§ **EXERCISE BRIEF**
Up to and including the line with "the path, read", restate the records below word for word, beginning with their first line.
########################################
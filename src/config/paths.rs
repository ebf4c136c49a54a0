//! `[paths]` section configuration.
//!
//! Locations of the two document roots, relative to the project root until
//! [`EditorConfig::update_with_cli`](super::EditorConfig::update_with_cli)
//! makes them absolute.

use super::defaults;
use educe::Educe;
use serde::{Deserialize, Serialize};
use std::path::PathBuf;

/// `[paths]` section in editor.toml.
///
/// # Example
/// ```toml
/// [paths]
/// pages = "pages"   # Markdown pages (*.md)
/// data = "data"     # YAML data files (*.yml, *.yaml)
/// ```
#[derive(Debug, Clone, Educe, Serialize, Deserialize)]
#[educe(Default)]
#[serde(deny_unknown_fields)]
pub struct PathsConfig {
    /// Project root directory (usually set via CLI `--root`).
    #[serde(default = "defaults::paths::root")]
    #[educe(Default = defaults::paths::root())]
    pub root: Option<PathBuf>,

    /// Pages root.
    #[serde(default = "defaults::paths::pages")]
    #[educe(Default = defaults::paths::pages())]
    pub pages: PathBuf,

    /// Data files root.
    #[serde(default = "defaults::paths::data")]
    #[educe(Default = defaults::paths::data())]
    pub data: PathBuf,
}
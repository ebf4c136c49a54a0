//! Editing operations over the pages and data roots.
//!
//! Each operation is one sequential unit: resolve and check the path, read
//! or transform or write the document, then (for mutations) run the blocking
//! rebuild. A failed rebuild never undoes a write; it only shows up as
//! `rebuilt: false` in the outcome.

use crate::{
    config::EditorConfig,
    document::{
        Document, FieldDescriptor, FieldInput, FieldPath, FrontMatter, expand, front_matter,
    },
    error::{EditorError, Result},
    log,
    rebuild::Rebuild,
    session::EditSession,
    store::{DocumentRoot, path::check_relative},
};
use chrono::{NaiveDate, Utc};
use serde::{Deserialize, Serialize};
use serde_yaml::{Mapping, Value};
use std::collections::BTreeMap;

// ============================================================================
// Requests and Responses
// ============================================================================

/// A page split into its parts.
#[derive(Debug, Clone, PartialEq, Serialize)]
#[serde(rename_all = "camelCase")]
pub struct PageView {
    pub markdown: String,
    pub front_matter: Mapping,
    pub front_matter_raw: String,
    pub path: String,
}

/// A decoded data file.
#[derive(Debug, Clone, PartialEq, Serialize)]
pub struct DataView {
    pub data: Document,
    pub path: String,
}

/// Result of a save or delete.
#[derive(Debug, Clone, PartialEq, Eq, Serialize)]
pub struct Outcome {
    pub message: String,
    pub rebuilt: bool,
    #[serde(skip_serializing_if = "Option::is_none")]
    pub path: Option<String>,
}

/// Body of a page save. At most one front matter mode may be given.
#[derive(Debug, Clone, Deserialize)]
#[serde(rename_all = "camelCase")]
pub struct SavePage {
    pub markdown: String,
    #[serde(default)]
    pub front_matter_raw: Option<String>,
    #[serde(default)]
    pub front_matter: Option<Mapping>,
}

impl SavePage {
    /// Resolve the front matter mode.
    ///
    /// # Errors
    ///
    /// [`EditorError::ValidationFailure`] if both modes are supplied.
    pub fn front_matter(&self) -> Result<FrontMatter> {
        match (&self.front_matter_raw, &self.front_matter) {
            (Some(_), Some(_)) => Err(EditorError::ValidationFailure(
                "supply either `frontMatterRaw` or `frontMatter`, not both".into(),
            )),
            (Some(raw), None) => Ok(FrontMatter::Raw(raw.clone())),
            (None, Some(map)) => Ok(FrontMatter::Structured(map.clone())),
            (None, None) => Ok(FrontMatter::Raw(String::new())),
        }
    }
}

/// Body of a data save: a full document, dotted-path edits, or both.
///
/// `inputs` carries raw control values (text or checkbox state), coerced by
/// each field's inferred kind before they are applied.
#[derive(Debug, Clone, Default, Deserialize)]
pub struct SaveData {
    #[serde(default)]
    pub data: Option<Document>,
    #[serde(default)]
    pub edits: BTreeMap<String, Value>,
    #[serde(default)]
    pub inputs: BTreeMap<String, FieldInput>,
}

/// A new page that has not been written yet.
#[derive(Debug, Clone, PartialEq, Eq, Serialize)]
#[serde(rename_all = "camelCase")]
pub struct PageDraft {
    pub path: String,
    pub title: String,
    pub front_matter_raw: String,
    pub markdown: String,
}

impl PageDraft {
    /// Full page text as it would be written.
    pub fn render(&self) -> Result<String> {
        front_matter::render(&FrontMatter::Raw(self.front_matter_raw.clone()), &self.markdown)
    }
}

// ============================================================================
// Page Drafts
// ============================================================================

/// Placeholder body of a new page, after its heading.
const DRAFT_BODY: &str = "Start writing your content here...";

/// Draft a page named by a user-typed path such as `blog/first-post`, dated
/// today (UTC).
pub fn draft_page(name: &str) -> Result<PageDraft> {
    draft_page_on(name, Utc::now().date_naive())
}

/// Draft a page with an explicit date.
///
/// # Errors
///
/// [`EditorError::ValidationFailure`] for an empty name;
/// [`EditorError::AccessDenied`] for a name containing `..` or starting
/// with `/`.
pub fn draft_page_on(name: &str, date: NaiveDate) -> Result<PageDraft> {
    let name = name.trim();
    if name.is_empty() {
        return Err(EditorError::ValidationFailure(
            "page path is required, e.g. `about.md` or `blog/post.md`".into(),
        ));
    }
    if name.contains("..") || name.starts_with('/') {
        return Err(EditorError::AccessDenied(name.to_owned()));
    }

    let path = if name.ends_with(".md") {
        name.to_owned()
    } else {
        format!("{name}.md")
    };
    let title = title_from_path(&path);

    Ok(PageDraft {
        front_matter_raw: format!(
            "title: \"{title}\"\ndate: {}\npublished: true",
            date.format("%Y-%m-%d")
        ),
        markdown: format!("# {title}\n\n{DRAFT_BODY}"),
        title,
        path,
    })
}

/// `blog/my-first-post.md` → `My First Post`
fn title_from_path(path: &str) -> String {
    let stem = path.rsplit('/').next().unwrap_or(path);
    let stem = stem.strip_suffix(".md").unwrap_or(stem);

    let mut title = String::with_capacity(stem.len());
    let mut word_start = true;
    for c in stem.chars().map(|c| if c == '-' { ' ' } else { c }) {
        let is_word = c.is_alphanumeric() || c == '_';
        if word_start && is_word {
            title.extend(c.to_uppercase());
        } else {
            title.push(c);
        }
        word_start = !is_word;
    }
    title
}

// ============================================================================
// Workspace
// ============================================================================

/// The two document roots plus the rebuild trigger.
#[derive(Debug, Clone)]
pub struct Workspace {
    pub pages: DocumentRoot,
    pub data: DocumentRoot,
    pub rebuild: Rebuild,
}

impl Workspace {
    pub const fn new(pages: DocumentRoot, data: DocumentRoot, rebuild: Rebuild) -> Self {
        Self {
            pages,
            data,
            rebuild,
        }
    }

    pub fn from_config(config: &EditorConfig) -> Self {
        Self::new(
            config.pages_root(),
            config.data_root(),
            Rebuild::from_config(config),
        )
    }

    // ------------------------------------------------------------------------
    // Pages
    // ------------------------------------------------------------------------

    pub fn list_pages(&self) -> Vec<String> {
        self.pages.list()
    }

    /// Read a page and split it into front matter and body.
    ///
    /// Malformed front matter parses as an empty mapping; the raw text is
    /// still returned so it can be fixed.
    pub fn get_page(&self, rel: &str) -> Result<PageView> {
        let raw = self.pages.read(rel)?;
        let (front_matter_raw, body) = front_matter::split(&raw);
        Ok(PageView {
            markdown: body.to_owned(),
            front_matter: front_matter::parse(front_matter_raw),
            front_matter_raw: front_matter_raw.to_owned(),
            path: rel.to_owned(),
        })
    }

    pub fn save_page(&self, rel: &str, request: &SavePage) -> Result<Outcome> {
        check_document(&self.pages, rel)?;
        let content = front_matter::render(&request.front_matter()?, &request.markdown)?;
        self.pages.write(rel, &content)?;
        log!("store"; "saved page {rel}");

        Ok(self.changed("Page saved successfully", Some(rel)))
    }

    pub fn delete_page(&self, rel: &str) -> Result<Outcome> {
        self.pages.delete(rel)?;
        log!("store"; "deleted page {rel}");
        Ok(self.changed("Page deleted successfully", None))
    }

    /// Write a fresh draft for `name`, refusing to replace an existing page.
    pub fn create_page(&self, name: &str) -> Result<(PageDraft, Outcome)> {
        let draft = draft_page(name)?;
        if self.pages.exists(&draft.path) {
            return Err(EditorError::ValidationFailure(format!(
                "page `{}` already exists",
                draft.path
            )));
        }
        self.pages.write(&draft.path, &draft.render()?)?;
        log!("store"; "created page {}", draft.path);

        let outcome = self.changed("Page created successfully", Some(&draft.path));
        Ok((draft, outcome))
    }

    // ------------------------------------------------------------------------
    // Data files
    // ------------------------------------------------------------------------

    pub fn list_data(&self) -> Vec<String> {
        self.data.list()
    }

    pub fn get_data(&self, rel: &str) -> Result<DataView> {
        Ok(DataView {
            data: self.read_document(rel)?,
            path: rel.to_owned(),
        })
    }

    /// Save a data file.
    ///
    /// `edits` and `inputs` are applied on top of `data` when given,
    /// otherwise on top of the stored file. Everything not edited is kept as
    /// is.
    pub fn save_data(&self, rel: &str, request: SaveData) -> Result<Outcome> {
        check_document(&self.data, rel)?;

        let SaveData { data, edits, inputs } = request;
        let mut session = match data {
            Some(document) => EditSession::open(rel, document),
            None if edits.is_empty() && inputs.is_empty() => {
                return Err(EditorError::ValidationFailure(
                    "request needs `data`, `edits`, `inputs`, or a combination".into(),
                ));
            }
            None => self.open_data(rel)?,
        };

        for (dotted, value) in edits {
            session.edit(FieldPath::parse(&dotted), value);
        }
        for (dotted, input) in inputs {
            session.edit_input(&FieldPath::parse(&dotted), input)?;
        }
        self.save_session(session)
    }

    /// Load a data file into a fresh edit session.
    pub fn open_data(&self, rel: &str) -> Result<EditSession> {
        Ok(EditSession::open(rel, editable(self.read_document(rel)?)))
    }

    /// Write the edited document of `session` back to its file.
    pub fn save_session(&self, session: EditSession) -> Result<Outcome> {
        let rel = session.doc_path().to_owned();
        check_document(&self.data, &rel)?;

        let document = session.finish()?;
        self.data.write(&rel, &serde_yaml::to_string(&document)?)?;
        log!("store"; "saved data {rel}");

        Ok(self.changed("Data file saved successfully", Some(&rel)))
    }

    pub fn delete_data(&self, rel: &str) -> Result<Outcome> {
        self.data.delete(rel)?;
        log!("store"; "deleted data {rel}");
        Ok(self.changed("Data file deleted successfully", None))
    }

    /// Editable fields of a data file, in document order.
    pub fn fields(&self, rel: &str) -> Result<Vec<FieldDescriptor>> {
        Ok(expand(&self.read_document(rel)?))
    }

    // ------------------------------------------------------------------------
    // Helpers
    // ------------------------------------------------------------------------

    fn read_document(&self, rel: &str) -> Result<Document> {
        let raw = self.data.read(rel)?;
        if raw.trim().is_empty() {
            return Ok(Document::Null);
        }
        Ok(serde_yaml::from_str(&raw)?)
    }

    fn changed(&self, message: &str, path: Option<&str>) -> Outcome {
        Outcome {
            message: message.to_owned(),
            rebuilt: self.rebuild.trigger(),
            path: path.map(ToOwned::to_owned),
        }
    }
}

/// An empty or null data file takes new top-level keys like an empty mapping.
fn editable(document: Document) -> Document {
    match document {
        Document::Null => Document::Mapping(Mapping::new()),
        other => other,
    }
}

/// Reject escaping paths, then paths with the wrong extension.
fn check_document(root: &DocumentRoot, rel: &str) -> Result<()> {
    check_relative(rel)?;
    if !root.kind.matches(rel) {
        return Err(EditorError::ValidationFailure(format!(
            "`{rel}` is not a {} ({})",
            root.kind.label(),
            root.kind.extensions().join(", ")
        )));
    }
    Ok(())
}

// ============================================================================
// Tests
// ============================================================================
########################################
§ **RESULT OF THIS EXERCISE**
filename src/config/paths.rs
repository ebf4c136c49a54a0
//! `[paths]` section configuration.
//!
//! Locations of the two document roots, relative to the project root until
//! [`EditorConfig::update_with_cli`](super::EditorConfig::update_with_cli)
//! makes them absolute.

use super::defaults;
use educe::Educe;
use serde::{Deserialize, Serialize};
use std::path::PathBuf;

/// `[paths]` section in editor.toml.
///
/// # Example
/// ```toml
/// [paths]
/// pages = "pages"   # Markdown pages (*.md)
/// data = "data"     # YAML data files (*.yml, *.yaml)
/// ```
#[derive(Debug, Clone, Educe, Serialize, Deserialize)]
#[educe(Default)]
#[serde(deny_unknown_fields)]
pub struct PathsConfig {
    /// Project root directory (usually set via CLI `--root`).
    #[serde(default = "defaults::paths::root")]
    #[educe(Default = defaults::paths::root())]
    pub root: Option<PathBuf>,

    /// Pages root.
    #[serde(default = "defaults::paths::pages")]
    #[educe(Default = defaults::paths::pages())]
    pub pages: PathBuf,

    /// Data files root.
    #[serde(default = "defaults::paths::data")]
    #[educe(Default = defaults::paths::data())]
    pub data: PathBuf,
}
repository ebf4c136c49a54a0
//! Editing operations over the pages and data roots.
//!
//! Each operation is one sequential unit: resolve and check the path, read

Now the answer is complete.